Your task:
Which lines of the entries below include "validate"? List them all.

╭─ Dataset entries

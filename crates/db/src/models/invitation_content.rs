use bson::{DateTime, oid::ObjectId};
use serde::{Deserialize, Serialize};

/// One append-only content version. Draft and published snapshots share
/// the collection but keep independent version counters.
#[derive(Debug, Clone, Serialize, Deserialize)]
pub struct InvitationContent {
    #[serde(rename = "_id", skip_serializing_if = "Option::is_none")]
    pub id: Option<ObjectId>,
    pub invitation_id: ObjectId,
    pub version: i64,
    pub is_published_snapshot: bool,
    /// Stored as written; legacy rows may not match the current document shape.
    pub content_json: serde_json::Value,
    pub created_at: DateTime,
}

impl InvitationContent {
    pub const COLLECTION: &'static str = "invitation_contents";

    pub fn lineage(&self) -> Lineage {
        Lineage::from_snapshot_flag(self.is_published_snapshot)
    }
}

#[derive(Debug, Clone, Copy, Serialize, Deserialize, PartialEq, Eq, Hash)]
#[serde(rename_all = "snake_case")]
pub enum Lineage {
    Draft,
    Published,
}

impl Lineage {
    pub fn is_published_snapshot(&self) -> bool {
        matches!(self, Lineage::Published)
    }

    pub fn from_snapshot_flag(flag: bool) -> Self {
        if flag { Lineage::Published } else { Lineage::Draft }
    }
}
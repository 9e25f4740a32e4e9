//! The content boundary: everything coming from a client or a stored row
//! passes through [`normalize`] before the core looks at it.

pub mod legacy;
pub mod normalize;
pub mod template;
pub mod validate;

use mariecard_db::models::ContentDocument;

pub use legacy::is_legacy_empty_content;
pub use normalize::normalize;
pub use template::{DefaultTemplate, TemplateProvider};
pub use validate::validate;

/// Label for the owner dashboard: share title, display name, then the
/// couple's names.
pub fn resolve_title(doc: &ContentDocument) -> String {
    let share_title = doc.share.kakao_title.trim();
    if !share_title.is_empty() {
        return share_title.to_string();
    }
    let display_name = doc.couple.display_name.trim();
    if !display_name.is_empty() {
        return display_name.to_string();
    }
    format!("{} {}", doc.couple.groom_name, doc.couple.bride_name)
        .trim()
        .to_string()
}
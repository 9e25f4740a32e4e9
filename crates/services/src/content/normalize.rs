use mariecard_db::models::{
    AccountInfo, AccountSection, CalendarSection, ContentDocument, Couple, DEFAULT_GALLERY_ASPECT,
    DetailItem, DetailsSection, Footer, GalleryImageItem, GallerySection, HeroMedia, HeroSection,
    ImageItem, IntroSection, MapLink, MediaType, ShareMeta, Wedding,
};
use serde_json::Value;

static MISSING: Value = Value::Null;

/// Builds `Self` from an untrusted JSON value, taking every field that is
/// absent or of the wrong type from `base`.
trait Coerce: Sized + Clone + Default {
    fn coerce(raw: &Value, base: &Self) -> Self;
}

/// Child `key` of `raw`; anything that is not an object has no children.
fn field<'a>(raw: &'a Value, key: &str) -> &'a Value {
    raw.get(key).unwrap_or(&MISSING)
}

/// A present string wins over `base`, even when it trims to empty.
fn text(raw: &Value, key: &str, base: &str) -> String {
    match raw.get(key) {
        Some(Value::String(value)) => value.trim().to_string(),
        _ => base.to_string(),
    }
}

fn text_or(raw: &Value, key: &str) -> Option<String> {
    match raw.get(key) {
        Some(Value::String(value)) => Some(value.trim().to_string()),
        _ => None,
    }
}

/// Element `i` is coerced against `base[i]`, falling back to `base[0]` and
/// then the type default. A non-array keeps the whole base list.
fn coerce_list<T: Coerce>(raw: &Value, base: &[T]) -> Vec<T> {
    let Value::Array(items) = raw else {
        return base.to_vec();
    };

    let default = T::default();
    items
        .iter()
        .enumerate()
        .map(|(i, item)| {
            let template = base.get(i).or_else(|| base.first()).unwrap_or(&default);
            T::coerce(item, template)
        })
        .collect()
}

impl Coerce for ImageItem {
    fn coerce(raw: &Value, base: &Self) -> Self {
        Self {
            src: text(raw, "src", &base.src),
            alt: text(raw, "alt", &base.alt),
        }
    }
}

impl Coerce for GalleryImageItem {
    fn coerce(raw: &Value, base: &Self) -> Self {
        let base_aspect = if base.aspect.is_empty() {
            DEFAULT_GALLERY_ASPECT
        } else {
            base.aspect.as_str()
        };
        Self {
            src: text(raw, "src", &base.src),
            alt: text(raw, "alt", &base.alt),
            title: text(raw, "title", &base.title),
            aspect: text(raw, "aspect", base_aspect),
        }
    }
}

impl Coerce for MapLink {
    fn coerce(raw: &Value, base: &Self) -> Self {
        Self {
            name: text(raw, "name", &base.name),
            icon: text(raw, "icon", &base.icon),
            url: text(raw, "url", &base.url),
        }
    }
}

impl Coerce for DetailItem {
    fn coerce(raw: &Value, base: &Self) -> Self {
        Self {
            title: text(raw, "title", &base.title),
            description: text(raw, "description", &base.description),
        }
    }
}

impl Coerce for AccountInfo {
    fn coerce(raw: &Value, base: &Self) -> Self {
        Self {
            name: text(raw, "name", &base.name),
            account: text(raw, "account", &base.account),
            bank: text(raw, "bank", &base.bank),
            holder: text(raw, "holder", &base.holder),
        }
    }
}

impl Coerce for Couple {
    fn coerce(raw: &Value, base: &Self) -> Self {
        Self {
            groom_name: text(raw, "groomName", &base.groom_name),
            bride_name: text(raw, "brideName", &base.bride_name),
            display_name: text(raw, "displayName", &base.display_name),
        }
    }
}

impl Coerce for Wedding {
    fn coerce(raw: &Value, base: &Self) -> Self {
        Self {
            date_label: text(raw, "dateLabel", &base.date_label),
            header_label: text(raw, "headerLabel", &base.header_label),
        }
    }
}

impl Coerce for HeroMedia {
    fn coerce(raw: &Value, base: &Self) -> Self {
        let media_type = raw
            .get("type")
            .and_then(Value::as_str)
            .and_then(MediaType::parse)
            .unwrap_or(base.media_type);
        Self {
            media_type,
            mobile_src: text(raw, "mobileSrc", &base.mobile_src),
            desktop_src: text(raw, "desktopSrc", &base.desktop_src),
            poster: text(raw, "poster", &base.poster),
        }
    }
}

impl Coerce for HeroSection {
    fn coerce(raw: &Value, base: &Self) -> Self {
        Self {
            title: text(raw, "title", &base.title),
            images: coerce_list(field(raw, "images"), &base.images),
        }
    }
}

impl Coerce for IntroSection {
    fn coerce(raw: &Value, base: &Self) -> Self {
        Self {
            title: text(raw, "title", &base.title),
            description: text(raw, "description", &base.description),
            image: ImageItem::coerce(field(raw, "image"), &base.image),
        }
    }
}

impl Coerce for GallerySection {
    fn coerce(raw: &Value, base: &Self) -> Self {
        Self {
            title: text(raw, "title", &base.title),
            more_label: text(raw, "moreLabel", &base.more_label),
            images: coerce_list(field(raw, "images"), &base.images),
        }
    }
}

impl Coerce for CalendarSection {
    fn coerce(raw: &Value, base: &Self) -> Self {
        Self {
            title: text(raw, "title", &base.title),
            selected_date: text(raw, "selectedDate", &base.selected_date),
        }
    }
}

impl Coerce for DetailsSection {
    fn coerce(raw: &Value, base: &Self) -> Self {
        Self {
            venue_name: text(raw, "venueName", &base.venue_name),
            venue_description: text(raw, "venueDescription", &base.venue_description),
            address: text(raw, "address", &base.address),
            detail_address: text(raw, "detailAddress", &base.detail_address),
            station_description: text(raw, "stationDescription", &base.station_description),
            map_links: coerce_list(field(raw, "mapLinks"), &base.map_links),
            items: coerce_list(field(raw, "items"), &base.items),
        }
    }
}

impl Coerce for AccountSection {
    fn coerce(raw: &Value, base: &Self) -> Self {
        Self {
            title: text(raw, "title", &base.title),
            description_top: text(raw, "descriptionTop", &base.description_top),
            description_bottom: text(raw, "descriptionBottom", &base.description_bottom),
            groom_title: text(raw, "groomTitle", &base.groom_title),
            bride_title: text(raw, "brideTitle", &base.bride_title),
            groom_accounts: coerce_list(field(raw, "groomAccounts"), &base.groom_accounts),
            bride_accounts: coerce_list(field(raw, "brideAccounts"), &base.bride_accounts),
        }
    }
}

impl Coerce for ShareMeta {
    fn coerce(raw: &Value, base: &Self) -> Self {
        let og = text_or(raw, "ogImageUrl");
        let kakao = text_or(raw, "kakaoImageUrl");
        let shared = text_or(raw, "imageUrl");

        Self {
            kakao_title: text(raw, "kakaoTitle", &base.kakao_title),
            kakao_description: text(raw, "kakaoDescription", &base.kakao_description),
            og_image_url: og
                .clone()
                .or_else(|| shared.clone())
                .unwrap_or_else(|| base.og_image_url.clone()),
            kakao_image_url: kakao
                .or_else(|| shared.clone())
                .unwrap_or_else(|| base.kakao_image_url.clone()),
            image_url: shared
                .or(og)
                .unwrap_or_else(|| base.image_url.clone()),
            button_title: text(raw, "buttonTitle", &base.button_title),
        }
    }
}

impl Coerce for Footer {
    fn coerce(raw: &Value, base: &Self) -> Self {
        Self {
            tagline: text(raw, "tagline", &base.tagline),
            name_line: text(raw, "nameLine", &base.name_line),
            date_line: text(raw, "dateLine", &base.date_line),
        }
    }
}

impl Coerce for ContentDocument {
    fn coerce(raw: &Value, base: &Self) -> Self {
        Self {
            couple: Couple::coerce(field(raw, "couple"), &base.couple),
            wedding: Wedding::coerce(field(raw, "wedding"), &base.wedding),
            hero_media: HeroMedia::coerce(field(raw, "heroMedia"), &base.hero_media),
            hero_section: HeroSection::coerce(field(raw, "heroSection"), &base.hero_section),
            intro_section: IntroSection::coerce(field(raw, "introSection"), &base.intro_section),
            gallery_section: GallerySection::coerce(
                field(raw, "gallerySection"),
                &base.gallery_section,
            ),
            calendar_section: CalendarSection::coerce(
                field(raw, "calendarSection"),
                &base.calendar_section,
            ),
            details_section: DetailsSection::coerce(
                field(raw, "detailsSection"),
                &base.details_section,
            ),
            account_section: AccountSection::coerce(
                field(raw, "accountSection"),
                &base.account_section,
            ),
            share: ShareMeta::coerce(field(raw, "share"), &base.share),
            footer: Footer::coerce(field(raw, "footer"), &base.footer),
        }
    }
}

/// Coerces arbitrary JSON into a well-formed document. Never fails.
///
/// After coercion, incomplete list entries are dropped (images without a
/// source, map links missing a name or url, detail items without a title,
/// accounts without a name). A hero or gallery list left empty is replaced
/// by the base list.
pub fn normalize(raw: &Value, base: &ContentDocument) -> ContentDocument {
    let mut doc = ContentDocument::coerce(raw, base);

    doc.hero_section.images.retain(|item| !item.src.is_empty());
    doc.gallery_section.images.retain(|item| !item.src.is_empty());
    doc.details_section
        .map_links
        .retain(|link| !link.name.is_empty() && !link.url.is_empty());
    doc.details_section.items.retain(|item| !item.title.is_empty());
    doc.account_section.groom_accounts.retain(|acc| !acc.name.is_empty());
    doc.account_section.bride_accounts.retain(|acc| !acc.name.is_empty());

    if doc.hero_section.images.is_empty() {
        doc.hero_section.images = base.hero_section.images.clone();
    }
    if doc.gallery_section.images.is_empty() {
        doc.gallery_section.images = base.gallery_section.images.clone();
    }

    doc
}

╰─

Exercise output:
pub mod validate;
pub use validate::validate;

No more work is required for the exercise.